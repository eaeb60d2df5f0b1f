// Tracing initialization with a configurable and reloadable log level.
use std::sync::OnceLock;
use tracing_subscriber::{EnvFilter, fmt, prelude::*, reload};

use crate::config::LoggingConfig;

static LOG_RELOAD_HANDLE: OnceLock<reload::Handle<EnvFilter, tracing_subscriber::Registry>> =
    OnceLock::new();

/// Install tracing at the configured level, or switch the level if tracing
/// was already installed here.
pub fn init_tracing_from_config(logging: &LoggingConfig) {
    if !apply_logging_level(&logging.level) {
        init_tracing_with_level(&logging.level);
    }
}

pub fn init_tracing_with_level(level: &str) {
    // Prefer RUST_LOG from env, otherwise use provided level string.
    let base_filter = std::env::var("RUST_LOG")
        .ok()
        .and_then(|_| EnvFilter::try_from_default_env().ok())
        .unwrap_or_else(|| EnvFilter::new(level));

    let (reload_layer, handle) = reload::Layer::new(base_filter);
    let _ = LOG_RELOAD_HANDLE.set(handle);

    let _ = tracing_subscriber::registry()
        .with(reload_layer)
        .with(fmt::layer().with_target(false))
        .try_init();
}

/// Apply a new logging level at runtime. Returns `false` when tracing was not
/// initialised through this module.
pub fn apply_logging_level(level: &str) -> bool {
    match LOG_RELOAD_HANDLE.get() {
        Some(handle) => handle
            .modify(|f| {
                *f = EnvFilter::new(level);
            })
            .is_ok(),
        None => false,
    }
}
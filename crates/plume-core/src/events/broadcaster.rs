//! Event broadcaster for service events.
//!
//! The `EventBroadcaster` is the application-wide bus that republishes every
//! service event. It uses tokio's broadcast channel for multi-producer,
//! multi-consumer messaging.

use std::sync::Arc;
use tokio::sync::broadcast;
use tracing::trace;

use super::types::ServiceEvent;

/// Default buffer size for the broadcast channel.
/// Events beyond this limit will cause older events to be dropped for slow receivers.
pub const DEFAULT_BUFFER_SIZE: usize = 1024;

/// Broadcaster for service events.
///
/// Cloning shares the underlying channel.
#[derive(Clone)]
pub struct EventBroadcaster {
    sender: broadcast::Sender<ServiceEvent>,
}

impl EventBroadcaster {
    /// Create a new broadcaster with default buffer size.
    pub fn new() -> Self {
        Self::with_capacity(DEFAULT_BUFFER_SIZE)
    }

    /// Create a new broadcaster with custom buffer size.
    pub fn with_capacity(capacity: usize) -> Self {
        let (sender, _) = broadcast::channel(capacity.max(1));
        Self { sender }
    }

    /// Create a new broadcaster wrapped in an Arc for sharing.
    pub fn new_shared() -> Arc<Self> {
        Arc::new(Self::new())
    }

    /// Send an event to all subscribers.
    ///
    /// Returns the number of subscribers that received the event,
    /// 0 if there are no active subscribers.
    pub fn send(&self, event: ServiceEvent) -> usize {
        let count = self.sender.send(event).unwrap_or_default();
        trace!(subscribers = count, "Broadcast service event");
        count
    }

    /// Subscribe to events.
    ///
    /// Events sent before subscription are not received.
    pub fn subscribe(&self) -> broadcast::Receiver<ServiceEvent> {
        self.sender.subscribe()
    }

    /// Get the number of active subscribers.
    pub fn subscriber_count(&self) -> usize {
        self.sender.receiver_count()
    }

    /// Check if there are any active subscribers.
    pub fn has_subscribers(&self) -> bool {
        self.sender.receiver_count() > 0
    }
}

impl Default for EventBroadcaster {
    fn default() -> Self {
        Self::new()
    }
}

impl std::fmt::Debug for EventBroadcaster {
    fn fmt(&self, f: &mut std::fmt::Formatter<'_>) -> std::fmt::Result {
        f.debug_struct("EventBroadcaster")
            .field("subscriber_count", &self.subscriber_count())
            .finish()
    }
}

#[cfg(test)]
mod tests {
    use super::*;
    use serde_json::json;

    #[test]
    fn test_broadcaster_creation() {
        let broadcaster = EventBroadcaster::new();
        assert_eq!(broadcaster.subscriber_count(), 0);
        assert!(!broadcaster.has_subscribers());
    }

    #[test]
    fn test_broadcaster_no_subscribers() {
        let broadcaster = EventBroadcaster::new();
        let count = broadcaster.send(ServiceEvent::new("messages", "created", json!({})));
        assert_eq!(count, 0);
    }

    #[tokio::test]
    async fn test_broadcaster_send_receive() {
        let broadcaster = EventBroadcaster::new();
        let mut receiver = broadcaster.subscribe();

        broadcaster.send(ServiceEvent::new("messages", "created", json!({"id": 1})));

        let event = receiver.recv().await.unwrap();
        assert_eq!(event.path, "messages");
        assert_eq!(event.event, "created");
        assert_eq!(event.payload, json!({"id": 1}));
    }

    #[tokio::test]
    async fn test_broadcaster_multiple_subscribers() {
        let broadcaster = EventBroadcaster::new();
        let mut receiver1 = broadcaster.subscribe();
        let mut receiver2 = broadcaster.subscribe();

        let count = broadcaster.send(ServiceEvent::new("messages", "patched", json!({})));
        assert_eq!(count, 2);

        assert_eq!(receiver1.recv().await.unwrap().event, "patched");
        assert_eq!(receiver2.recv().await.unwrap().event, "patched");
    }

    #[test]
    fn test_broadcaster_shared() {
        let broadcaster = EventBroadcaster::new_shared();
        let broadcaster2 = broadcaster.clone();

        let _receiver = broadcaster.subscribe();
        assert_eq!(broadcaster2.subscriber_count(), 1);
    }
}
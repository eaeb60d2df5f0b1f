//! Positional call arguments and their validation.

use plume_core::{Id, Params, ServiceError, ServiceMethod};
use serde::{Deserialize, Serialize};
use serde_json::Value;

/// Arguments of one service call, normalised from the positional form.
///
/// `id` is `None` both for methods that take no id and for multi-record
/// `update`/`patch`/`remove` calls. `params` is `None` when the caller passed
/// none; [`MethodArgs::params_or_default`] turns that into an empty mapping.
///
/// Transports can deserialize calls straight into this type; absent fields
/// become `None`.
#[derive(Debug, Clone, Default, PartialEq, Serialize, Deserialize)]
#[serde(default)]
pub struct MethodArgs {
    #[serde(skip_serializing_if = "Option::is_none")]
    pub id: Option<Id>,
    #[serde(skip_serializing_if = "Option::is_none")]
    pub data: Option<Value>,
    #[serde(skip_serializing_if = "Option::is_none")]
    pub params: Option<Params>,
}

impl MethodArgs {
    pub fn find(params: Option<Params>) -> Self {
        Self {
            params,
            ..Self::default()
        }
    }

    pub fn get(id: impl Into<Id>, params: Option<Params>) -> Self {
        Self {
            id: Some(id.into()),
            data: None,
            params,
        }
    }

    pub fn create(data: Value, params: Option<Params>) -> Self {
        Self {
            id: None,
            data: Some(data),
            params,
        }
    }

    pub fn update(id: Option<Id>, data: Value, params: Option<Params>) -> Self {
        Self {
            id,
            data: Some(data),
            params,
        }
    }

    pub fn patch(id: Option<Id>, data: Value, params: Option<Params>) -> Self {
        Self::update(id, data, params)
    }

    pub fn remove(id: Option<Id>, params: Option<Params>) -> Self {
        Self {
            id,
            data: None,
            params,
        }
    }

    pub fn params_or_default(&self) -> Params {
        self.params.clone().unwrap_or_default()
    }

    /// Checks the arguments against the method's signature.
    ///
    /// # Errors
    ///
    /// Returns a `BadRequest` error describing the first malformed argument.
    pub fn validate(&self, method: ServiceMethod) -> Result<(), ServiceError> {
        if let Some(id) = &self.id {
            if id.is_empty() {
                return Err(missing_id(method));
            }
        }

        match method {
            ServiceMethod::Find => Ok(()),
            ServiceMethod::Get => match self.id {
                Some(_) => Ok(()),
                None => Err(missing_id(method)),
            },
            ServiceMethod::Create | ServiceMethod::Patch => check_data(method, self.data.as_ref()),
            ServiceMethod::Update => {
                check_data(method, self.data.as_ref())?;
                let multi = self.data.as_ref().is_some_and(Value::is_array);
                if self.id.is_none() && !multi {
                    return Err(ServiceError::bad_request(
                        "You can not replace multiple instances. Did you mean 'patch'?",
                    ));
                }
                Ok(())
            }
            ServiceMethod::Remove => Ok(()),
        }
    }
}

fn missing_id(method: ServiceMethod) -> ServiceError {
    ServiceError::bad_request(format!("An id must be provided to the '{method}' method"))
}

fn check_data(method: ServiceMethod, data: Option<&Value>) -> Result<(), ServiceError> {
    match data {
        Some(Value::Object(_)) | Some(Value::Array(_)) => Ok(()),
        _ => Err(ServiceError::bad_request(format!(
            "A data object must be provided to the '{method}' method"
        ))),
    }
}

#[cfg(test)]
mod tests {
    use super::*;
    use plume_core::ErrorKind;
    use serde_json::json;

    #[test]
    fn test_get_requires_id() {
        let args = MethodArgs {
            id: None,
            ..MethodArgs::default()
        };
        let err = args.validate(ServiceMethod::Get).unwrap_err();
        assert_eq!(err.kind(), ErrorKind::BadRequest);
        assert_eq!(err.message(), "An id must be provided to the 'get' method");

        assert!(MethodArgs::get("dishes", None).validate(ServiceMethod::Get).is_ok());
    }

    #[test]
    fn test_empty_string_id_rejected() {
        let err = MethodArgs::remove(Some(Id::from("")), None)
            .validate(ServiceMethod::Remove)
            .unwrap_err();
        assert_eq!(err.message(), "An id must be provided to the 'remove' method");
    }

    #[test]
    fn test_create_requires_object_or_array() {
        assert!(
            MethodArgs::create(json!({"text": "hi"}), None)
                .validate(ServiceMethod::Create)
                .is_ok()
        );
        assert!(
            MethodArgs::create(json!([{"text": "hi"}]), None)
                .validate(ServiceMethod::Create)
                .is_ok()
        );
        let err = MethodArgs::create(json!("hi"), None)
            .validate(ServiceMethod::Create)
            .unwrap_err();
        assert_eq!(
            err.message(),
            "A data object must be provided to the 'create' method"
        );
    }

    #[test]
    fn test_update_multi_requires_array() {
        let err = MethodArgs::update(None, json!({"text": "hi"}), None)
            .validate(ServiceMethod::Update)
            .unwrap_err();
        assert!(err.message().contains("Did you mean 'patch'?"));

        assert!(
            MethodArgs::update(None, json!([{"text": "hi"}]), None)
                .validate(ServiceMethod::Update)
                .is_ok()
        );
    }

    #[test]
    fn test_patch_and_remove_accept_null_id() {
        assert!(
            MethodArgs::patch(None, json!({"read": true}), None)
                .validate(ServiceMethod::Patch)
                .is_ok()
        );
        assert!(MethodArgs::remove(None, None).validate(ServiceMethod::Remove).is_ok());
    }

    #[test]
    fn test_deserialize_transport_call() {
        let args: MethodArgs =
            serde_json::from_value(json!({"id": 3, "data": {"read": true}})).unwrap();
        assert_eq!(args.id, Some(Id::from(3)));
        assert!(args.params.is_none());
        assert!(args.validate(ServiceMethod::Patch).is_ok());
    }

    #[test]
    fn test_params_default_to_empty() {
        let args = MethodArgs::find(None);
        assert_eq!(args.params_or_default(), Params::default());
    }
}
○ ○ ○
YOUR ASSIGNMENT
How many of the lines in these entries hold "EnvFilter"? Report only the count.

ANSWER TO THIS EXERCISE
5